* What to do
Start to finish, reproduce the records below with nothing missing.

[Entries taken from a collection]
——————————

use std::collections::TryReserveError;
use std::error::Error;
use std::fmt::{Display, Formatter};
use std::io;
use std::sync::Arc;

/// Shared, cloneable cause of a [`ResourceError`].
pub type Cause = Arc<dyn Error + Send + Sync + 'static>;

/// Alias for `Result<T, ResourceError>`.
pub type ResourceResult<T> = Result<T, ResourceError>;

/// Errors occurring while accessing a [`Resource`](super::Resource).
///
/// The taxonomy is closed: every failure crossing the resource and container
/// boundary is classified into one of these variants, either at the edge of a
/// primitive through [`ResourceError::from_io`] or through [`ResourceError::wrap`].
#[derive(thiserror::Error, Debug, Clone)]
pub enum ResourceError {
    /// The request is malformed, such as a range or parameter the resource cannot honor.
    ///
    /// Equivalent to a 400 HTTP error.
    #[error("[BadRequest]: {message}")]
    BadRequest {
        /// Description of the rejected request.
        message: String,
    },

    /// The resource does not exist.
    ///
    /// Equivalent to a 404 HTTP error.
    #[error("[NotFound]{}", Reason(.0))]
    NotFound(Option<Cause>),

    /// Access to the resource is denied, such as a path escaping its container
    /// or content protected by a DRM that is not unlocked.
    ///
    /// Equivalent to a 403 HTTP error.
    #[error("[Forbidden]{}", Reason(.0))]
    Forbidden(Option<Cause>),

    /// The source can't be reached, typically a transient I/O issue.
    ///
    /// Equivalent to a 503 HTTP error.
    #[error("[Unavailable]{}", Reason(.0))]
    Unavailable(Option<Cause>),

    /// The network connection appears to be offline.
    #[error("[Offline]: The network connection appears to be offline")]
    Offline,

    /// The requested content is too large to be held in memory.
    ///
    /// Equivalent to a 507 HTTP error.
    #[error("[OutOfMemory]: {0}")]
    OutOfMemory(Cause),

    /// Any other error.
    #[error("[Other]: {0}")]
    Other(Cause),
}

impl ResourceError {
    /// Creates a [`ResourceError::NotFound`] with a descriptive message.
    pub fn not_found(message: impl Into<String>) -> Self {
        Self::NotFound(Some(message_cause(message)))
    }

    /// Creates a [`ResourceError::Forbidden`] with a descriptive message.
    pub fn forbidden(message: impl Into<String>) -> Self {
        Self::Forbidden(Some(message_cause(message)))
    }

    /// Creates a [`ResourceError::Unavailable`] with a descriptive message.
    pub fn unavailable(message: impl Into<String>) -> Self {
        Self::Unavailable(Some(message_cause(message)))
    }

    /// Creates a [`ResourceError::Other`] with a descriptive message.
    pub fn other(message: impl Into<String>) -> Self {
        Self::Other(message_cause(message))
    }

    /// Classifies an unexpected fault.
    ///
    /// - An existing [`ResourceError`] is returned as is.
    /// - Allocation failures become [`ResourceError::OutOfMemory`].
    /// - Everything else becomes [`ResourceError::Other`].
    pub fn wrap(cause: impl Into<Box<dyn Error + Send + Sync + 'static>>) -> Self {
        let cause = cause.into();

        let cause = match cause.downcast::<ResourceError>() {
            Ok(error) => return *error,
            Err(cause) => cause,
        };
        if cause.is::<TryReserveError>() {
            return Self::OutOfMemory(Arc::from(cause));
        }
        match cause.downcast::<io::Error>() {
            Ok(error) if error.kind() == io::ErrorKind::OutOfMemory => {
                Self::OutOfMemory(Arc::new(*error))
            }
            Ok(error) => Self::Other(Arc::new(*error)),
            Err(cause) => Self::Other(Arc::from(cause)),
        }
    }

    /// Classifies an I/O fault raised by a file or archive primitive.
    pub fn from_io(error: io::Error) -> Self {
        match error.kind() {
            io::ErrorKind::NotFound => Self::NotFound(Some(Arc::new(error))),
            io::ErrorKind::PermissionDenied => Self::Forbidden(Some(Arc::new(error))),
            io::ErrorKind::OutOfMemory => Self::OutOfMemory(Arc::new(error)),
            _ => Self::Unavailable(Some(Arc::new(error))),
        }
    }
}

impl From<io::Error> for ResourceError {
    fn from(error: io::Error) -> Self {
        Self::from_io(error)
    }
}

impl From<TryReserveError> for ResourceError {
    fn from(error: TryReserveError) -> Self {
        Self::OutOfMemory(Arc::new(error))
    }
}

fn message_cause(message: impl Into<String>) -> Cause {
    Arc::from(Box::<dyn Error + Send + Sync>::from(message.into()))
}

struct Reason<'a>(&'a Option<Cause>);

impl Display for Reason<'_> {
    fn fmt(&self, f: &mut Formatter<'_>) -> std::fmt::Result {
        match self.0 {
            Some(cause) => write!(f, ": {cause}"),
            None => Ok(()),
        }
    }
}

——————————

* The completed task
use std::collections::TryReserveError;
use std::error::Error;
use std::fmt::{Display, Formatter};
use std::io;
use std::sync::Arc;

/// Shared, cloneable cause of a [`ResourceError`].
pub type Cause = Arc<dyn Error + Send + Sync + 'static>;

/// Alias for `Result<T, ResourceError>`.
pub type ResourceResult<T> = Result<T, ResourceError>;

/// Errors occurring while accessing a [`Resource`](super::Resource).
///
/// The taxonomy is closed: every failure crossing the resource and container
/// boundary is classified into one of these variants, either at the edge of a
/// primitive through [`ResourceError::from_io`] or through [`ResourceError::wrap`].
#[derive(thiserror::Error, Debug, Clone)]
pub enum ResourceError {
    /// The request is malformed, such as a range or parameter the resource cannot honor.
    ///
    /// Equivalent to a 400 HTTP error.
    #[error("[BadRequest]: {message}")]
    BadRequest {
        /// Description of the rejected request.
        message: String,
    },

    /// The resource does not exist.
    ///
    /// Equivalent to a 404 HTTP error.
    #[error("[NotFound]{}", Reason(.0))]
    NotFound(Option<Cause>),

    /// Access to the resource is denied, such as a path escaping its container
    /// or content protected by a DRM that is not unlocked.
    ///
    /// Equivalent to a 403 HTTP error.
    #[error("[Forbidden]{}", Reason(.0))]
    Forbidden(Option<Cause>),

    /// The source can't be reached, typically a transient I/O issue.
    ///
    /// Equivalent to a 503 HTTP error.
    #[error("[Unavailable]{}", Reason(.0))]
    Unavailable(Option<Cause>),

    /// The network connection appears to be offline.
    #[error("[Offline]: The network connection appears to be offline")]
    Offline,

    /// The requested content is too large to be held in memory.
    ///
    /// Equivalent to a 507 HTTP error.
    #[error("[OutOfMemory]: {0}")]
    OutOfMemory(Cause),

    /// Any other error.
    #[error("[Other]: {0}")]
    Other(Cause),
}

impl ResourceError {
    /// Creates a [`ResourceError::NotFound`] with a descriptive message.
    pub fn not_found(message: impl Into<String>) -> Self {
        Self::NotFound(Some(message_cause(message)))
    }

    /// Creates a [`ResourceError::Forbidden`] with a descriptive message.
    pub fn forbidden(message: impl Into<String>) -> Self {
        Self::Forbidden(Some(message_cause(message)))
    }

    /// Creates a [`ResourceError::Unavailable`] with a descriptive message.
    pub fn unavailable(message: impl Into<String>) -> Self {
        Self::Unavailable(Some(message_cause(message)))
    }

    /// Creates a [`ResourceError::Other`] with a descriptive message.
    pub fn other(message: impl Into<String>) -> Self {
        Self::Other(message_cause(message))
    }

    /// Classifies an unexpected fault.
    ///
    /// - An existing [`ResourceError`] is returned as is.
    /// - Allocation failures become [`ResourceError::OutOfMemory`].
    /// - Everything else becomes [`ResourceError::Other`].
    pub fn wrap(cause: impl Into<Box<dyn Error + Send + Sync + 'static>>) -> Self {
        let cause = cause.into();

        let cause = match cause.downcast::<ResourceError>() {
            Ok(error) => return *error,
            Err(cause) => cause,
        };
        if cause.is::<TryReserveError>() {
            return Self::OutOfMemory(Arc::from(cause));
        }
        match cause.downcast::<io::Error>() {
            Ok(error) if error.kind() == io::ErrorKind::OutOfMemory => {
                Self::OutOfMemory(Arc::new(*error))
            }
            Ok(error) => Self::Other(Arc::new(*error)),
            Err(cause) => Self::Other(Arc::from(cause)),
        }
    }

    /// Classifies an I/O fault raised by a file or archive primitive.
    pub fn from_io(error: io::Error) -> Self {
        match error.kind() {
            io::ErrorKind::NotFound => Self::NotFound(Some(Arc::new(error))),
            io::ErrorKind::PermissionDenied => Self::Forbidden(Some(Arc::new(error))),
            io::ErrorKind::OutOfMemory => Self::OutOfMemory(Arc::new(error)),
            _ => Self::Unavailable(Some(Arc::new(error))),
        }
    }
}

impl From<io::Error> for ResourceError {
    fn from(error: io::Error) -> Self {
        Self::from_io(error)
    }
}

impl From<TryReserveError> for ResourceError {
    fn from(error: TryReserveError) -> Self {
        Self::OutOfMemory(Arc::new(error))
    }
}

fn message_cause(message: impl Into<String>) -> Cause {
    Arc::from(Box::<dyn Error + Send + Sync>::from(message.into()))
}

struct Reason<'a>(&'a Option<Cause>);

impl Display for Reason<'_> {
    fn fmt(&self, f: &mut Formatter<'_>) -> std::fmt::Result {
        match self.0 {
            Some(cause) => write!(f, ": {cause}"),
            None => Ok(()),
        }
    }
}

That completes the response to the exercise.